President Donald Trump said Saturday that Russia's Vladimir Putin again denied interfering in the 2016 U.S. election. But Trump declined to say whether he believed the Russian leader.
"He says he didn't meddle. I asked him again. You can only ask so many times," Trump told reporters aboard Air Force One on the trip to Hanoi, Vietnam. "Every time he sees me, he says: 'I didn't do that.' And I believe, I really believe that when he tells me that he means it."
Trump and Putin did not have a formal meeting while they were in Vietnam for an economic summit, but the two spoke informally several times and reached agreement on a number of principles for the future of war-torn Syria. But Trump made clear that the issue of Russian meddling in the election hovers over the leaders' relationship — Putin is "insulted" by the accusation, Trump said. In a blistering partisan attack, Trump accused Democrats of using the election issue to create a barrier between the U.S. and Russia as the nations work on crises in Syria and Ukraine.
"Having a good relationship with Russia's a great, great thing. And this artificial Democratic hit job gets in the way," Trump told reporters, once again casting doubt on the U.S. intelligence community's conclusion that Russia did try to interfere in the election. "People will die because of it."
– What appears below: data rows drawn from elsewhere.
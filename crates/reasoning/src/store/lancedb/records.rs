//! Arrow RecordBatch conversion for stored reasoning records

use arrow::array::{Array, ArrayRef, FixedSizeListBuilder, Float32Builder, StringArray};
use arrow::datatypes::{DataType, Field, Schema, SchemaRef};
use arrow::record_batch::RecordBatch;
use std::sync::Arc;

use crate::error::{Result, ServiceError};
use crate::model::Record;

pub const ID_COLUMN: &str = "id";
pub const SUMMARY_COLUMN: &str = "summary";
pub const RECORD_COLUMN: &str = "record";
pub const VECTOR_COLUMN: &str = "vector";

/// Table schema for `dimension`-wide vectors.
///
/// `record` holds the whole record as JSON; only `vector` (built from the
/// summary) is searched.
pub fn record_schema(dimension: usize) -> SchemaRef {
  Arc::new(Schema::new(vec![
    Field::new(ID_COLUMN, DataType::Utf8, false),
    Field::new(SUMMARY_COLUMN, DataType::Utf8, false),
    Field::new(RECORD_COLUMN, DataType::Utf8, false),
    Field::new(
      VECTOR_COLUMN,
      DataType::FixedSizeList(Arc::new(Field::new("item", DataType::Float32, true)), dimension as i32),
      false,
    ),
  ]))
}

/// Dimension of the vector column of an existing table.
pub fn vector_dimension(schema: &Schema) -> Option<usize> {
  match schema.field_with_name(VECTOR_COLUMN).ok()?.data_type() {
    DataType::FixedSizeList(_, size) => usize::try_from(*size).ok(),
    _ => None,
  }
}

/// Convert `(vector, record)` pairs into one batch.
pub fn records_to_batch(items: &[(Vec<f32>, Record)], dimension: usize) -> Result<RecordBatch> {
  if items.is_empty() {
    return Err(ServiceError::store("cannot build a batch from zero records"));
  }

  let payloads = items
    .iter()
    .map(|(_, record)| serde_json::to_string(record))
    .collect::<std::result::Result<Vec<_>, _>>()
    .map_err(|e| ServiceError::store(format!("failed to encode record: {e}")))?;

  let ids = StringArray::from_iter_values(items.iter().map(|(_, record)| record.id.as_str()));
  let summaries =
    StringArray::from_iter_values(items.iter().map(|(_, record)| record.summary_text.as_str()));
  let records = StringArray::from_iter_values(payloads.iter().map(String::as_str));
  let vectors = vector_array(items, dimension);

  let columns: Vec<ArrayRef> =
    vec![Arc::new(ids), Arc::new(summaries), Arc::new(records), Arc::new(vectors)];

  RecordBatch::try_new(record_schema(dimension), columns)
    .map_err(|e| ServiceError::store(format!("failed to create RecordBatch: {e}")))
}

fn vector_array(
  items: &[(Vec<f32>, Record)],
  dimension: usize,
) -> arrow::array::FixedSizeListArray {
  let mut builder =
    FixedSizeListBuilder::new(Float32Builder::with_capacity(dimension * items.len()), dimension as i32);

  for (vector, _) in items {
    builder.values().append_slice(vector);
    builder.append(true);
  }

  builder.finish()
}

/// Decode the `record` column at `row`.
pub fn record_at(records: &StringArray, row: usize) -> Result<Record> {
  if records.is_null(row) {
    return Err(ServiceError::store(format!("row {row} has no record payload")));
  }
  serde_json::from_str(records.value(row))
    .map_err(|e| ServiceError::store(format!("stored record at row {row} is corrupt: {e}")))
}
//! Endpoint handlers

use axum::extract::rejection::JsonRejection;
use axum::extract::{Json, State};
use axum::http::StatusCode;
use axum::response::Json as ResponseJson;
use serde_json::json;
use std::sync::Arc;
use uuid::Uuid;

use crate::error::{ErrorKind, ServiceError};
use crate::pipeline::{FailureReport, GenerateRequest, Outcome, Stage};
use crate::server::types::{ApiError, BaseResponse, StatusResponse, VersionResponse};
use crate::server::AppState;

type ErrorResponse = (StatusCode, ResponseJson<BaseResponse<()>>);

/// GET /status - Health check with store size
pub async fn status(
  State(state): State<Arc<AppState>>,
) -> Result<ResponseJson<BaseResponse<StatusResponse>>, ErrorResponse> {
  let transaction_id = Uuid::new_v4();

  match state.store.len().await {
    Ok(records) => {
      let response = StatusResponse {
        status: "healthy".to_string(),
        version: env!("CARGO_PKG_VERSION").to_string(),
        records,
        embedding_model: state.embedding_model.clone(),
        generation_model: state.pipeline.settings().model.clone(),
      };
      Ok(ResponseJson(BaseResponse::success(response, transaction_id)))
    }
    Err(e) => {
      let error = ApiError::new(ErrorKind::StoreError.as_str(), &e.to_string());
      Err((
        StatusCode::INTERNAL_SERVER_ERROR,
        ResponseJson(BaseResponse::<()>::error(vec![error], transaction_id)),
      ))
    }
  }
}

/// GET /version - Returns current API version
pub async fn version() -> ResponseJson<BaseResponse<VersionResponse>> {
  let transaction_id = Uuid::new_v4();
  let response = VersionResponse { version: env!("CARGO_PKG_VERSION").to_string() };

  ResponseJson(BaseResponse::success(response, transaction_id))
}

/// POST /chains/generate - Run one retrieval-then-generate request
///
/// A body that does not decode into a request fails like any other
/// validation error, before the pipeline starts.
pub async fn generate_chain(
  State(state): State<Arc<AppState>>,
  payload: Result<Json<GenerateRequest>, JsonRejection>,
) -> (StatusCode, ResponseJson<BaseResponse<Outcome>>) {
  let transaction_id = Uuid::new_v4();
  bentley::verbose!("transaction {transaction_id}: generating chain");

  let outcome = match payload {
    Ok(Json(request)) => state.pipeline.run(request).await,
    Err(rejection) => {
      bentley::warn!("transaction {transaction_id}: rejected request body: {rejection}");
      Outcome::Failed(FailureReport {
        error_kind: ErrorKind::ValidationError,
        stage: Stage::Idle,
        message: ServiceError::validation(rejection.body_text()).to_string(),
      })
    }
  };

  let (code, errors) = match &outcome {
    Outcome::Done(_) => (StatusCode::OK, Vec::new()),
    Outcome::Failed(report) => {
      let error = ApiError::new(report.error_kind.as_str(), &report.message)
        .with_context(json!({ "stage": report.stage }));
      (status_for(report.error_kind), vec![error])
    }
  };

  (code, ResponseJson(BaseResponse::with_errors(outcome, errors, transaction_id)))
}

/// HTTP status for a failed request of the given kind.
pub fn status_for(kind: ErrorKind) -> StatusCode {
  match kind {
    ErrorKind::ValidationError => StatusCode::BAD_REQUEST,
    ErrorKind::AuthError | ErrorKind::MalformedResponseError => StatusCode::BAD_GATEWAY,
    ErrorKind::TransientServiceError => StatusCode::SERVICE_UNAVAILABLE,
    ErrorKind::StoreError => StatusCode::INTERNAL_SERVER_ERROR,
  }
}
Trump's suggestion that he may believe Putin over his own nation's intelligence community is certain to re-ignite the firestorm over the election meddling. Meanwhile, a special counsel investigation of potential collusion between Moscow and Trump campaign aides so far has resulted in two indictments for financial and other crimes unrelated to the campaign, as well as a guilty plea.
Trump said the probe into the election hacking was a "fake barrier" placed by Democrats that was hurting the United States' ability to have a relationship with Russia, a distraction that was putting lives at stake.
The Kremlin issued a statement Saturday saying that the leaders met during the Asia-Pacific Economic Cooperation conference in Denang and reached agreement on a number of principles for the future of the civil war-torn country now that the Islamic State group has largely been pushed out.
Among the agreements' key points, according to the Russians, were an affirmation of de-escalation zones, a system to prevent dangerous incidents between American and Russian forces, and a commitment to a peaceful solution governed by a Geneva peace process.
A day after the comments, President Donald Trump said Sunday he believes in the U.S. intelligence agencies despite his past skepticism about Russian meddling in the 2016 election.
The president said during a joint news conference with Vietnam President Tran Dai Quang that the U.S. intelligence agencies are "currently led by fine people." He adds, "I believe very much in our intelligence agencies."